The Mortgage Debt Snowball
Having read this, it became apparent to me that the same principal could be applied to paying off mortgage debt. Suppose that you own 10 buildings in your portfolio and you have a mortgage associated with each for a total of 10 mortgages. For the purposes of this example let’s just say that each mortgage is for $80,000 for a total mortgage debt of $800,000. Further, suppose your portfolio generates a total of $3,000 per month of Cash Flow under current leverage.
Now – you’ve bought these buildings to provide income for you in your retirement, and now that you are a 49 year old geezer you’ve made the decision to go free and clear as soon as possible. And to this end you allocate $2,000 of your $3,000/month of Cash Flow toward positively amortizing notes.
At this point you are faced with a question: would it be better to put $200/month toward the principal on each mortgage, or would it make more sense to throw the entire $2,000/month toward one of these mortgages? You likely know the answer by now.
Paying Toward Ten Mortgages Equally
If you had $2,000 per month to reinvest, you could contribute a total of $200 per month toward each of the 10 mortgages. All things being equal, this would lead you after 60 months to recapture roughly $12,000 of principal on each of your mortgages, for total equity position in your portfolio of $120,000.
This is not bad, but not particularly useful either. At this rate it’ll take many years for you to own a property free and clear…
Paying Toward One Mortgage
By contributing the entire $2,000 per month toward one of the $80,000 mortgages, you will amortize it to “0” in about 40 months. In doing so, and this is the very important point, you will not only free up laveragable equity, since now you have the option of cash out refinancing this house, but you’ll eliminate the payment associated with the paid off mortgage. If we assume a 30-year loan at 6%, this will free up around $480/month.
At this point, and this is where it gets fun, you can either chose to pay off another one of your mortgages, but instead of throwing $2,000 toward the principal you will now be able to pay an additional $2,480 per month. This means that in only about 34 months you will pay the second mortgage down to $0, and free up yet another payment associated with it, at which point you’ll be able to repeat the process.
Or, instead of moving to the second mortgage, you could chose to re-leverage the paid-off property in the amount and terms such that the debt service associated with the new leverage is equal to or less than the amount of freed-up cash flow.
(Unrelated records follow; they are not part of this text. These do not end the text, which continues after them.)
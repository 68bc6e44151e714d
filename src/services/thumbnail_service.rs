//! Thumbnail pipeline.
//!
//! For one video: probe the extractor, prepare a private scratch directory,
//! drop any stale thumbnail, download the video, extract a frame, reject
//! blank frames, upload the JPEG beside the video and invalidate the
//! catalog. Bulk runs apply the same steps to every video that needs a
//! thumbnail, with bounded concurrency and a single invalidation at the end.

use bytes::Bytes;
use futures::{StreamExt, stream};
use std::{
    collections::HashSet,
    fmt, io,
    path::{Path, PathBuf},
    sync::Arc,
    time::{Duration, Instant},
};
use thiserror::Error;
use tokio::{fs, task};
use tracing::{Instrument, debug, error, info, info_span, warn};
use uuid::Uuid;

use crate::services::{
    catalog_cache::CatalogCache,
    frame_extractor::{ExtractError, FrameExtractor},
    object_keys::{base_key, is_image_key, is_video_key, safe_local_name, thumbnail_key},
    object_store::{ObjectStoreClient, StoreError, download_to_file, list_all},
    progress::{NoProgress, ProgressReporter},
    scratch::ScratchDir,
    validation::{ValidationError, ensure_not_degenerate},
};

pub const THUMBNAIL_CONTENT_TYPE: &str = "image/jpeg";
pub const MAX_BULK_CONCURRENCY: usize = 32;
const BYTES_PER_MB: u64 = 1024 * 1024;

#[derive(Debug, Clone, Copy, PartialEq, Eq)]
pub enum PipelineStep {
    CheckingTool,
    PreparingScratch,
    ClearingOldThumbnail,
    Downloading,
    Extracting,
    Validating,
    Uploading,
    InvalidatingCache,
    Done,
}

impl PipelineStep {
    pub fn label(self) -> &'static str {
        match self {
            PipelineStep::CheckingTool => "Checking FFmpeg",
            PipelineStep::PreparingScratch => "Setting up directories",
            PipelineStep::ClearingOldThumbnail => "Clearing old thumbnail",
            PipelineStep::Downloading => "Downloading video",
            PipelineStep::Extracting => "Generating thumbnail",
            PipelineStep::Validating => "Validating thumbnail",
            PipelineStep::Uploading => "Uploading thumbnail",
            PipelineStep::InvalidatingCache => "Clearing cache",
            PipelineStep::Done => "Complete",
        }
    }

    pub fn percent(self) -> u8 {
        match self {
            PipelineStep::CheckingTool => 5,
            PipelineStep::PreparingScratch => 10,
            PipelineStep::ClearingOldThumbnail => 20,
            PipelineStep::Downloading => 30,
            PipelineStep::Extracting => 60,
            PipelineStep::Validating => 70,
            PipelineStep::Uploading => 80,
            PipelineStep::InvalidatingCache => 95,
            PipelineStep::Done => 100,
        }
    }
}

impl fmt::Display for PipelineStep {
    fn fmt(&self, f: &mut fmt::Formatter<'_>) -> fmt::Result {
        f.write_str(self.label())
    }
}

#[derive(Debug, Error)]
pub enum StepError {
    #[error(transparent)]
    Store(#[from] StoreError),
    #[error(transparent)]
    Extract(#[from] ExtractError),
    #[error(transparent)]
    Validation(#[from] ValidationError),
    #[error(transparent)]
    Io(#[from] io::Error),
}

/// A pipeline failure, tagged with the step and the key it happened on.
#[derive(Debug, Error)]
#[error("{step} failed for `{key}`: {source}")]
pub struct ThumbnailError {
    pub step: PipelineStep,
    pub key: String,
    #[source]
    pub source: StepError,
}

impl ThumbnailError {
    fn new(step: PipelineStep, key: &str, source: impl Into<StepError>) -> Self {
        Self {
            step,
            key: key.to_string(),
            source: source.into(),
        }
    }
}

/// Failures that stop a bulk run before any video is processed.
#[derive(Debug, Error)]
pub enum BulkError {
    #[error("failed to list bucket: {0}")]
    Listing(#[source] StoreError),
    #[error(transparent)]
    Precondition(#[from] ThumbnailError),
}

#[derive(Debug, Clone, Copy, PartialEq, Eq)]
pub struct BulkGenerateOptions {
    pub offset_ms: u64,
    /// Regenerate thumbnails that already exist.
    pub force: bool,
    /// `None` or zero means no limit.
    pub max_size_mb: Option<u64>,
    /// Overrides the configured concurrency for this run.
    pub concurrency: Option<usize>,
}

impl Default for BulkGenerateOptions {
    fn default() -> Self {
        Self {
            offset_ms: 1_000,
            force: false,
            max_size_mb: None,
            concurrency: None,
        }
    }
}

#[derive(Debug, Clone, Copy, Default, PartialEq, Eq)]
pub struct BulkGenerateReport {
    pub processed: usize,
    pub errors: usize,
    /// Videos over the size limit.
    pub skipped: usize,
}

#[derive(Debug, Clone)]
pub struct ThumbnailOptions {
    pub scratch_root: PathBuf,
    pub bulk_concurrency: usize,
    pub list_timeout: Duration,
}

/// Deletes the thumbnail a run is about to replace.
///
/// A successful delete invalidates the catalog right away, since the run
/// can still fail before a replacement is uploaded.
pub(crate) async fn remove_previous_thumbnail(
    store: &dyn ObjectStoreClient,
    cache: &CatalogCache,
    thumb_key: &str,
) {
    match store.delete_object(thumb_key).await {
        Ok(()) => {
            cache.invalidate().await;
            debug!(thumbnail = %thumb_key, "previous thumbnail removed");
        }
        Err(err) => debug!(thumbnail = %thumb_key, error = %err, "no previous thumbnail removed"),
    }
}

#[derive(Clone)]
pub struct ThumbnailService {
    store: Arc<dyn ObjectStoreClient>,
    extractor: Arc<dyn FrameExtractor>,
    cache: CatalogCache,
    options: ThumbnailOptions,
}

impl ThumbnailService {
    pub fn new(
        store: Arc<dyn ObjectStoreClient>,
        extractor: Arc<dyn FrameExtractor>,
        cache: CatalogCache,
        options: ThumbnailOptions,
    ) -> Self {
        Self {
            store,
            extractor,
            cache,
            options,
        }
    }

    pub fn extractor(&self) -> &dyn FrameExtractor {
        self.extractor.as_ref()
    }

    pub fn scratch_root(&self) -> &Path {
        &self.options.scratch_root
    }

    pub async fn generate_thumbnail(
        &self,
        video_key: &str,
        offset_ms: u64,
    ) -> Result<(), ThumbnailError> {
        self.generate_thumbnail_with_progress(video_key, offset_ms, &NoProgress)
            .await
    }

    /// Runs the full pipeline for one video, reporting each step.
    ///
    /// The scratch directory is removed whether or not the run succeeds.
    pub async fn generate_thumbnail_with_progress(
        &self,
        video_key: &str,
        offset_ms: u64,
        progress: &dyn ProgressReporter,
    ) -> Result<(), ThumbnailError> {
        let span = info_span!("thumbnail", run_id = %Uuid::new_v4(), key = %video_key);
        async move {
            let started = Instant::now();
            let advance = |step: PipelineStep| progress.report(step.label(), step.percent());

            advance(PipelineStep::CheckingTool);
            self.extractor
                .probe()
                .await
                .map_err(|err| ThumbnailError::new(PipelineStep::CheckingTool, video_key, err))?;

            advance(PipelineStep::PreparingScratch);
            let scratch = ScratchDir::create(&self.options.scratch_root)
                .await
                .map_err(|err| {
                    ThumbnailError::new(PipelineStep::PreparingScratch, video_key, err)
                })?;

            advance(PipelineStep::ClearingOldThumbnail);
            let thumb_key = thumbnail_key(video_key);
            remove_previous_thumbnail(self.store.as_ref(), &self.cache, &thumb_key).await;

            self.render_and_upload(&scratch, video_key, &thumb_key, offset_ms, progress)
                .await?;

            advance(PipelineStep::InvalidatingCache);
            self.cache.invalidate().await;

            advance(PipelineStep::Done);
            info!(
                thumbnail = %thumb_key,
                elapsed_ms = started.elapsed().as_millis() as u64,
                "thumbnail generated"
            );
            Ok(())
        }
        .instrument(span)
        .await
    }

    /// Download, extract, validate and upload. Shared by single and bulk runs.
    async fn render_and_upload(
        &self,
        scratch: &ScratchDir,
        video_key: &str,
        thumb_key: &str,
        offset_ms: u64,
        progress: &dyn ProgressReporter,
    ) -> Result<(), ThumbnailError> {
        let advance = |step: PipelineStep| progress.report(step.label(), step.percent());
        let local_video = scratch.join(&safe_local_name(video_key));
        let local_thumb = scratch.join(&safe_local_name(thumb_key));

        advance(PipelineStep::Downloading);
        download_to_file(self.store.as_ref(), video_key, &local_video)
            .await
            .map_err(|err| ThumbnailError::new(PipelineStep::Downloading, video_key, err))?;

        advance(PipelineStep::Extracting);
        self.extractor
            .extract_frame(&local_video, &local_thumb, offset_ms)
            .await
            .map_err(|err| ThumbnailError::new(PipelineStep::Extracting, video_key, err))?;

        advance(PipelineStep::Validating);
        let validate_path = local_thumb.clone();
        let validated = task::spawn_blocking(move || ensure_not_degenerate(&validate_path))
            .await
            .map_err(|err| {
                ThumbnailError::new(PipelineStep::Validating, video_key, io::Error::other(err))
            })?;
        let report =
            validated.map_err(|err| ThumbnailError::new(PipelineStep::Validating, video_key, err))?;
        debug!(
            differing = report.differing,
            total = report.total,
            "thumbnail passed validation"
        );

        advance(PipelineStep::Uploading);
        let data = fs::read(&local_thumb)
            .await
            .map_err(|err| ThumbnailError::new(PipelineStep::Uploading, video_key, err))?;
        self.store
            .write_object(thumb_key, Bytes::from(data), THUMBNAIL_CONTENT_TYPE)
            .await
            .map_err(|err| ThumbnailError::new(PipelineStep::Uploading, video_key, err))?;
        Ok(())
    }

    /// Deletes one thumbnail and invalidates the catalog.
    pub async fn clear_thumbnail(&self, thumb_key: &str) -> Result<(), StoreError> {
        self.store.delete_object(thumb_key).await?;
        self.cache.invalidate().await;
        info!(thumbnail = %thumb_key, "thumbnail cleared");
        Ok(())
    }

    /// Generates thumbnails for every video that needs one.
    ///
    /// The bucket is listed twice: once to learn which base names already
    /// have an image, once to enumerate videos. Per-video failures are
    /// counted and logged; only an unusable extractor, scratch root or
    /// listing aborts the run.
    pub async fn bulk_generate_thumbnails(
        &self,
        options: BulkGenerateOptions,
    ) -> Result<BulkGenerateReport, BulkError> {
        let span = info_span!("bulk_thumbnails", run_id = %Uuid::new_v4());
        async move {
            let started = Instant::now();
            self.extractor
                .probe()
                .await
                .map_err(|err| ThumbnailError::new(PipelineStep::CheckingTool, "*", err))?;
            fs::create_dir_all(&self.options.scratch_root)
                .await
                .map_err(|err| ThumbnailError::new(PipelineStep::PreparingScratch, "*", err))?;

            let existing: HashSet<String> = list_all(self.store.as_ref(), self.options.list_timeout)
                .await
                .map_err(BulkError::Listing)?
                .into_iter()
                .filter(|entry| is_image_key(&entry.key))
                .map(|entry| base_key(&entry.key).to_string())
                .collect();

            let entries = list_all(self.store.as_ref(), self.options.list_timeout)
                .await
                .map_err(BulkError::Listing)?;

            let max_bytes = options
                .max_size_mb
                .filter(|mb| *mb > 0)
                .map(|mb| mb.saturating_mul(BYTES_PER_MB));
            let mut report = BulkGenerateReport::default();
            let mut pending = Vec::new();
            for entry in entries {
                if !is_video_key(&entry.key) {
                    continue;
                }
                if !options.force && existing.contains(base_key(&entry.key)) {
                    continue;
                }
                if let Some(limit) = max_bytes.filter(|limit| entry.size > *limit) {
                    info!(key = %entry.key, size = entry.size, limit, "video over size limit; skipping");
                    report.skipped += 1;
                    continue;
                }
                pending.push(entry.key);
            }

            let concurrency = options
                .concurrency
                .unwrap_or(self.options.bulk_concurrency)
                .clamp(1, MAX_BULK_CONCURRENCY);
            info!(
                videos = pending.len(),
                skipped = report.skipped,
                concurrency,
                force = options.force,
                "starting bulk thumbnail generation"
            );

            let mut outcomes = stream::iter(pending)
                .map(|key| async move {
                    let result = self.generate_one(&key, options.offset_ms).await;
                    (key, result)
                })
                .buffer_unordered(concurrency);

            while let Some((key, result)) = outcomes.next().await {
                match result {
                    Ok(()) => {
                        report.processed += 1;
                        info!(key = %key, "thumbnail generated");
                    }
                    Err(err) => {
                        report.errors += 1;
                        error!(key = %key, step = %err.step, error = %err.source, "thumbnail generation failed");
                    }
                }
            }

            self.cache.invalidate().await;
            info!(
                processed = report.processed,
                errors = report.errors,
                skipped = report.skipped,
                elapsed_ms = started.elapsed().as_millis() as u64,
                "bulk thumbnail generation finished"
            );
            Ok(report)
        }
        .instrument(span)
        .await
    }

    async fn generate_one(&self, video_key: &str, offset_ms: u64) -> Result<(), ThumbnailError> {
        let scratch = ScratchDir::create(&self.options.scratch_root)
            .await
            .map_err(|err| ThumbnailError::new(PipelineStep::PreparingScratch, video_key, err))?;
        let thumb_key = thumbnail_key(video_key);
        self.render_and_upload(&scratch, video_key, &thumb_key, offset_ms, &NoProgress)
            .await
    }

    /// Deletes every image object under the key convention.
    ///
    /// Returns how many were deleted; individual delete failures are logged
    /// and do not stop the run.
    pub async fn bulk_clear_thumbnails(&self) -> Result<usize, StoreError> {
        let entries = list_all(self.store.as_ref(), self.options.list_timeout).await?;
        let mut deleted = 0;
        for entry in entries.iter().filter(|entry| is_image_key(&entry.key)) {
            match self.store.delete_object(&entry.key).await {
                Ok(()) => deleted += 1,
                Err(err) => warn!(key = %entry.key, error = %err, "failed to delete thumbnail"),
            }
        }
        self.cache.invalidate().await;
        info!(deleted, "bulk thumbnail clear finished");
        Ok(deleted)
    }
}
And, if the asset that you are buying throws off considerably more cash flow than the cost of this debt service, then you Income & Loss Statement will have taken a step forward…
Interestingly, relative to that last point, while your cash flow position may have gotten stronger, your balance sheet remained the same. Do you care?
Food for Thought: At this stage in my career the only reason I pay anything off is to free up leveragable equity and money for debt service…
There are two reasons why we ever pay-off real estate debt. One is to create leveragable equity that we can refinance, blanket, or bridge in some other way into additional cash flow. And the other is to simply get rid of the debt and recover the minimum payment associated with it.
With this in mind, there are two serious problems with the approach of paying simultaneously on all of the mortgages. While you do recover equity across your portfolio, the amount is not sufficient or sufficiently centralized to be able to bridge it with ease. Yes, you can work with blanket notes and umbrella mortgages, but those are sophisticated tools that are not easy to come by or to manage. Thus, the inability to bridge (leverage) equity with ease is one problem.
Also, while recovering equity on all properties may seem good, since not one property gets completely paid-off you do not recover any cash flow – all that you are getting for your hard work is equity. Equity, as you know, does not put bread on the table, so from where I sit this entire process is rather meaningless…
Investing is about having options and by utilizing the second method of focusing all of your efforts on 1 mortgage at a time and paying it off you create options for yourself!